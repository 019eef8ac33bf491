//! Pairwise proximity links between particles.
//!
//! Every unordered pair is checked each frame, which is O(n^2). That is only
//! affordable because the particle count is capped at
//! [`MAX_PARTICLES`](super::theme::MAX_PARTICLES).

use super::theme::FieldStyle;
use super::types::Particle;

/// A connected pair, `from < to`, with the alpha of the line joining them.
#[derive(Clone, Copy, Debug, PartialEq)]
pub struct Link {
	/// Index of the first particle.
	pub from: usize,
	/// Index of the second particle, always greater than `from`.
	pub to: usize,
	/// Stroke alpha for the line.
	pub alpha: f64,
}

/// Line alpha for two particles, or `None` when they are too far apart.
///
/// Depends only on the distance between the two, so it is symmetric.
pub fn link_alpha(a: &Particle, b: &Particle, style: &FieldStyle) -> Option<f64> {
	let (dx, dy) = (a.x - b.x, a.y - b.y);
	let dist_sq = dx * dx + dy * dy;
	if dist_sq >= style.link_radius * style.link_radius {
		return None;
	}
	Some(style.link_opacity * (1.0 - dist_sq.sqrt() / style.link_radius))
}

/// This frame's links. The buffer is reused across frames.
#[derive(Clone, Debug, Default)]
pub struct ProximityGraph {
	links: Vec<Link>,
}

impl ProximityGraph {
	/// Recompute the links for the current particle positions.
	pub fn rebuild(&mut self, particles: &[Particle], style: &FieldStyle) {
		self.links.clear();
		for (i, a) in particles.iter().enumerate() {
			for (j, b) in particles.iter().enumerate().skip(i + 1) {
				if let Some(alpha) = link_alpha(a, b, style) {
					self.links.push(Link { from: i, to: j, alpha });
				}
			}
		}
	}

	/// Links from the last [`rebuild`](Self::rebuild).
	pub fn links(&self) -> &[Link] {
		&self.links
	}
}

◆ ◆ ◆ ◆ ◆

*Task directions*
Print the material in full, exactly as written.

*Exercise response*
repository 019eef8ac33bf491
//! Pairwise proximity links between particles.
//!
//! Every unordered pair is checked each frame, which is O(n^2). That is only
//! affordable because the particle count is capped at
//! [`MAX_PARTICLES`](super::theme::MAX_PARTICLES).

use super::theme::FieldStyle;
use super::types::Particle;

/// A connected pair, `from < to`, with the alpha of the line joining them.
#[derive(Clone, Copy, Debug, PartialEq)]
pub struct Link {
	/// Index of the first particle.
	pub from: usize,
	/// Index of the second particle, always greater than `from`.
	pub to: usize,
	/// Stroke alpha for the line.
	pub alpha: f64,
}

/// Line alpha for two particles, or `None` when they are too far apart.
///
/// Depends only on the distance between the two, so it is symmetric.
pub fn link_alpha(a: &Particle, b: &Particle, style: &FieldStyle) -> Option<f64> {
	let (dx, dy) = (a.x - b.x, a.y - b.y);
	let dist_sq = dx * dx + dy * dy;
	if dist_sq >= style.link_radius * style.link_radius {
		return None;
	}
	Some(style.link_opacity * (1.0 - dist_sq.sqrt() / style.link_radius))
}

/// This frame's links. The buffer is reused across frames.
#[derive(Clone, Debug, Default)]
pub struct ProximityGraph {
	links: Vec<Link>,
}

impl ProximityGraph {
	/// Recompute the links for the current particle positions.
	pub fn rebuild(&mut self, particles: &[Particle], style: &FieldStyle) {
		self.links.clear();
		for (i, a) in particles.iter().enumerate() {
			for (j, b) in particles.iter().enumerate().skip(i + 1) {
				if let Some(alpha) = link_alpha(a, b, style) {
					self.links.push(Link { from: i, to: j, alpha });
				}
			}
		}
	}

	/// Links from the last [`rebuild`](Self::rebuild).
	pub fn links(&self) -> &[Link] {
		&self.links
	}
}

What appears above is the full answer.